Bobbi and Frances play it cool about the trip among their college friends. For once in her life, Bobbi is quite discreet, high on the intimacy of actually knowing what’s going on with Frances. (Though I wonder if Bobbi’s tight-lipped vibe isn’t a sign to all their friends that something is up, given her usual demeanor.) Bobbi’s parents are divorcing in what she describes as an “operatic sort of way,” and what do you know, Frances still hasn’t found someone (not that she’s tried at all?) to fill that spare room, so Bobbi is moving in.
That night they are all giggly and warm and drunk (“Is a penis not absurd?” “That’s kind of its charm” killed me). Bobbi says it’s totally fine for Nick to come over to the apartment. They go out dancing. Bobbi is trying very hard to be on board, but I think we can all tell from how happy everyone is now that things are going to come crashing down soon.

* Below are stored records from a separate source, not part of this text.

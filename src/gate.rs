use crate::signal::Signal;
use crate::truth_table::{TableRef, TruthTable};

#[derive(Debug, Copy, Clone, Eq, PartialEq, Hash)]
pub enum BinaryType {
    And,
    Xor,
}

#[derive(Debug, Copy, Clone, Eq, PartialEq, Hash)]
pub enum TernaryType {
    And,
    Xor,
    Maj,
    Ite,
}

#[derive(Debug, Copy, Clone, Eq, PartialEq, Hash)]
pub enum NaryType {
    And,
    Or,
    Xor,
    Nand,
    Nor,
    Xnor,
}

#[derive(Debug, Clone, Eq, PartialEq, Hash)]
pub enum Gate {
    Binary(BinaryType, [Signal; 2]),
    Ternary(TernaryType, [Signal; 3]),
    Nary(NaryType, Box<[Signal]>),
}

// Constructors
impl Gate {
    pub fn and(a: Signal, b: Signal) -> Gate {
        Gate::Binary(BinaryType::And, [a, b])
    }

    pub fn xor(a: Signal, b: Signal) -> Gate {
        Gate::Binary(BinaryType::Xor, [a, b])
    }

    pub fn and3(a: Signal, b: Signal, c: Signal) -> Gate {
        Gate::Ternary(TernaryType::And, [a, b, c])
    }

    pub fn xor3(a: Signal, b: Signal, c: Signal) -> Gate {
        Gate::Ternary(TernaryType::Xor, [a, b, c])
    }

    pub fn maj(a: Signal, b: Signal, c: Signal) -> Gate {
        Gate::Ternary(TernaryType::Maj, [a, b, c])
    }

    /// `if a then b else c`.
    pub fn ite(a: Signal, b: Signal, c: Signal) -> Gate {
        Gate::Ternary(TernaryType::Ite, [a, b, c])
    }

    /// N-ary gate.
    ///
    /// # Panics
    ///
    /// Panics if `signals` is empty.
    pub fn nary(kind: NaryType, signals: &[Signal]) -> Gate {
        assert!(!signals.is_empty(), "N-ary gate needs at least one input");
        Gate::Nary(kind, signals.into())
    }

    pub fn andn(signals: &[Signal]) -> Gate {
        Gate::nary(NaryType::And, signals)
    }

    pub fn orn(signals: &[Signal]) -> Gate {
        Gate::nary(NaryType::Or, signals)
    }

    pub fn xorn(signals: &[Signal]) -> Gate {
        Gate::nary(NaryType::Xor, signals)
    }

    pub fn nandn(signals: &[Signal]) -> Gate {
        Gate::nary(NaryType::Nand, signals)
    }

    pub fn norn(signals: &[Signal]) -> Gate {
        Gate::nary(NaryType::Nor, signals)
    }

    pub fn xnorn(signals: &[Signal]) -> Gate {
        Gate::nary(NaryType::Xnor, signals)
    }
}

// Getters
impl Gate {
    pub fn inputs(&self) -> &[Signal] {
        match self {
            Gate::Binary(_, inputs) => inputs,
            Gate::Ternary(_, inputs) => inputs,
            Gate::Nary(_, inputs) => inputs,
        }
    }

    /// Same gate kind over different input signals.
    pub fn with_inputs(&self, inputs: &[Signal]) -> Gate {
        assert_eq!(inputs.len(), self.inputs().len(), "Gate arity mismatch");
        match self {
            Gate::Binary(kind, _) => Gate::Binary(*kind, [inputs[0], inputs[1]]),
            Gate::Ternary(kind, _) => Gate::Ternary(*kind, [inputs[0], inputs[1], inputs[2]]),
            Gate::Nary(kind, _) => Gate::Nary(*kind, inputs.into()),
        }
    }
}

// Evaluation
impl Gate {
    /// Evaluates the gate function bit-parallel.
    ///
    /// `values[i]` is the value of `inputs()[i]`, viewed with its complement applied.
    /// Only the result table is allocated.
    pub fn compute(&self, values: &[TableRef<'_>]) -> TruthTable {
        assert_eq!(values.len(), self.inputs().len(), "Gate arity mismatch");
        match self {
            Gate::Binary(kind, _) => {
                let mut acc = values[0].to_table();
                match kind {
                    BinaryType::And => acc &= values[1],
                    BinaryType::Xor => acc ^= values[1],
                }
                acc
            }
            Gate::Ternary(kind, _) => {
                let (a, b, c) = (values[0], values[1], values[2]);
                match kind {
                    TernaryType::And => TruthTable::ternary(a, b, c, |a, b, c| a & b & c),
                    TernaryType::Xor => TruthTable::ternary(a, b, c, |a, b, c| a ^ b ^ c),
                    TernaryType::Maj => TruthTable::ternary(a, b, c, |a, b, c| (a & b) | (a & c) | (b & c)),
                    TernaryType::Ite => TruthTable::ternary(a, b, c, |a, b, c| (a & b) | (!a & c)),
                }
            }
            Gate::Nary(kind, _) => {
                let mut acc = values[0].to_table();
                for &v in &values[1..] {
                    match kind {
                        NaryType::And | NaryType::Nand => acc &= v,
                        NaryType::Or | NaryType::Nor => acc |= v,
                        NaryType::Xor | NaryType::Xnor => acc ^= v,
                    }
                }
                if matches!(kind, NaryType::Nand | NaryType::Nor | NaryType::Xnor) {
                    acc.complement_in_place();
                }
                acc
            }
        }
    }
}

#[cfg(test)]
mod tests {
    use super::*;
    use crate::signal::Node;

    fn input(i: u32) -> Signal {
        Signal::from_node(Node::new(i + 1))
    }

    fn vars(n: u32) -> Vec<TruthTable> {
        (0..n).map(|i| TruthTable::nth_var(n, i)).collect()
    }

    fn refs(tables: &[TruthTable]) -> Vec<TableRef<'_>> {
        tables.iter().map(TableRef::from).collect()
    }

    #[test]
    fn test_gate_and() {
        let a = input(0);
        let b = input(1);
        let gate = Gate::and(a, b);
        assert_eq!(gate.inputs(), &[a, b]);
        assert_eq!(gate.compute(&refs(&vars(2))).words(), &[0b1000]);
    }

    #[test]
    fn test_gate_xor() {
        let a = input(0);
        let b = input(1);
        let gate = Gate::xor(a, b);
        assert_eq!(gate.inputs(), &[a, b]);
        assert_eq!(gate.compute(&refs(&vars(2))).words(), &[0b0110]);
    }

    #[test]
    fn test_gate_and3_xor3() {
        let (a, b, c) = (input(0), input(1), input(2));
        let tables = vars(3);
        let v = refs(&tables);
        assert_eq!(Gate::and3(a, b, c).compute(&v).words(), &[0x80]);
        assert_eq!(Gate::xor3(a, b, c).compute(&v).words(), &[0x96]);
    }

    #[test]
    fn test_gate_maj_ite() {
        let (a, b, c) = (input(0), input(1), input(2));
        let tables = vars(3);
        let v = refs(&tables);
        // maj: minterms 3, 5, 6, 7
        assert_eq!(Gate::maj(a, b, c).compute(&v).words(), &[0xE8]);
        // ite(x0, x1, x2): x0=1 -> x1, x0=0 -> x2
        assert_eq!(Gate::ite(a, b, c).compute(&v).words(), &[0xD8]);
    }

    #[test]
    fn test_gate_nary() {
        let s: Vec<_> = (0..3).map(input).collect();
        let tables = vars(3);
        let v = refs(&tables);
        assert_eq!(Gate::andn(&s).compute(&v).words(), &[0x80]);
        assert_eq!(Gate::orn(&s).compute(&v).words(), &[0xFE]);
        assert_eq!(Gate::xorn(&s).compute(&v).words(), &[0x96]);
        assert_eq!(Gate::nandn(&s).compute(&v).words(), &[0x7F]);
        assert_eq!(Gate::norn(&s).compute(&v).words(), &[0x01]);
        assert_eq!(Gate::xnorn(&s).compute(&v).words(), &[0x69]);
    }

    #[test]
    fn test_gate_complemented_operands() {
        let tables = vars(2);
        let v = [TableRef::from(&tables[0]), TableRef::new(&tables[1], true)];
        // x0 & !x1
        assert_eq!(Gate::and(input(0), !input(1)).compute(&v).words(), &[0b0010]);
        // x0 ^ !x1
        assert_eq!(Gate::xor(input(0), !input(1)).compute(&v).words(), &[0b1001]);
        // Operands are read, not consumed.
        assert_eq!(tables[1], TruthTable::nth_var(2, 1));

        let c = TruthTable::nth_var(2, 0);
        let w = [TableRef::new(&tables[0], true), TableRef::new(&tables[1], true), TableRef::from(&c)];
        // maj(!x0, !x1, x0) = !x1
        assert_eq!(Gate::maj(!input(0), !input(1), input(0)).compute(&w).words(), &[0b0011]);
        // nand(!x0, !x1, x0) = 1, within the 4 valid bits
        assert_eq!(Gate::nandn(&[!input(0), !input(1), input(0)]).compute(&w).words(), &[0b1111]);
    }

    #[test]
    fn test_with_inputs() {
        let gate = Gate::maj(input(0), input(1), input(2));
        let other = gate.with_inputs(&[input(3), !input(4), input(5)]);
        assert_eq!(other, Gate::maj(input(3), !input(4), input(5)));
    }

    #[test]
    #[should_panic]
    fn test_empty_nary() {
        Gate::andn(&[]);
    }
}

In the cool morning light, Frances talks to Nick on the phone. They talk a bit about his parents. His dad is very right-wing. She teasingly calls Nick “aggressively heterosexual; you even have a mistress.” Later, he shows up at her door. She has her cat-that-caught-the-canary smile on again and is more forward and confident than we’ve ever seen her. I assume this is a combination of distance from Nick (heart grows fonder), distance from Melissa (guilt fades out), and support from Bobbi (whose opinion matters more to Frances than Frances will ever admit). This is the first time they can have sex without worrying at all that they will be walked in on by some disapproving third party — because at his place, who knows? Melissa could’ve come home early sometime! As ever, these are very well-shot scenes. A+ for the hands-in-hair choreography alone.
Frances texts Nick while she’s out with her friends — she and Bobbi decide to throw a housewarming party — and leaves for another tryst with him back at the apartment. She is smiling so wide, and I am SO worried about what’s going to happen next … the story will not allow her to bask in this bliss forever. Nick calls what they’re doing a “relationship,” which warms Frances’s icy, emotionless heart.
All is swell until, while browsing in a bookstore with Bobbi, Frances runs into Melissa. They all get coffee (Frances can’t get out of it, though clearly, she is desperate to), and Melissa talks about Nick’s vastly improved mood: more relaxed than he’s been in a long time and even in such good form since returning from vacation. The awful feeling that what Frances is doing with Nick does not exist in a parallel universe where no one is affected by their actions rises up in her body like bile; once Melissa says Nick can join them, Frances bolts for “class.”
That evening, Bobbi cracks first — she’s not harsh about it, but she does say that “it didn’t feel good to be dishonest.” Frances admits she has no idea what to do, and then we immediately cut to a post-coital snuggle with Nick, so … I guess she does know what she’s going to do (continue having sex with Nick).
While Nick goes to the bathroom, Frances pulls his coat around her naked body. It is a nice coat. And it also reminds me that so much of Nick’s allure is just the fact of his age and experience and these little lifestyle markers of financial security, like having a nice coat (though Frances, a self-identified communist, would be ashamed to cop to this). She still has him on this pedestal in her mind, telling him that she cannot imagine him doing mortal, ordinary things like “trying on clothes” and “wondering if you look good in something.” He assures her that he does. They admit that they both know they come off “cold and not very fun.” Well, self-awareness is the first step.
On another date, in a car staring out at the sea, Frances and Nick have the inevitable conversation about what exactly they’re going to do now. I think Frances’s line, “I don’t want you to leave me now. I would miss dominating you in conversation,” hits better in the book where we are reading all their texts and emails; in the show, do you get the sense that Frances is regularly “dominating” Nick in conversation? That is … not really the verb I would use. But anyway. Nick proposes that he tell Melissa what they’re doing. It’s not totally clear what Nick wants from that admission beyond permission to keep doing what he’s doing; Frances articulates his unsaid thing, which is that Nick does not want to leave his wife. What if Melissa says they can’t keep seeing each other? Nick says it’s a risk, but so is sneaking around. Frances gives him her blessing to do what he likes.
After the housewarming party (which looks fun!), Frances tells Bobbi that Nick is planning to tell Melissa but not until after her book launch. Bobbi, who has been on much better behavior since the last episode, kindly says that this must mean Nick is serious about Frances, who is seriously falling in love with Nick.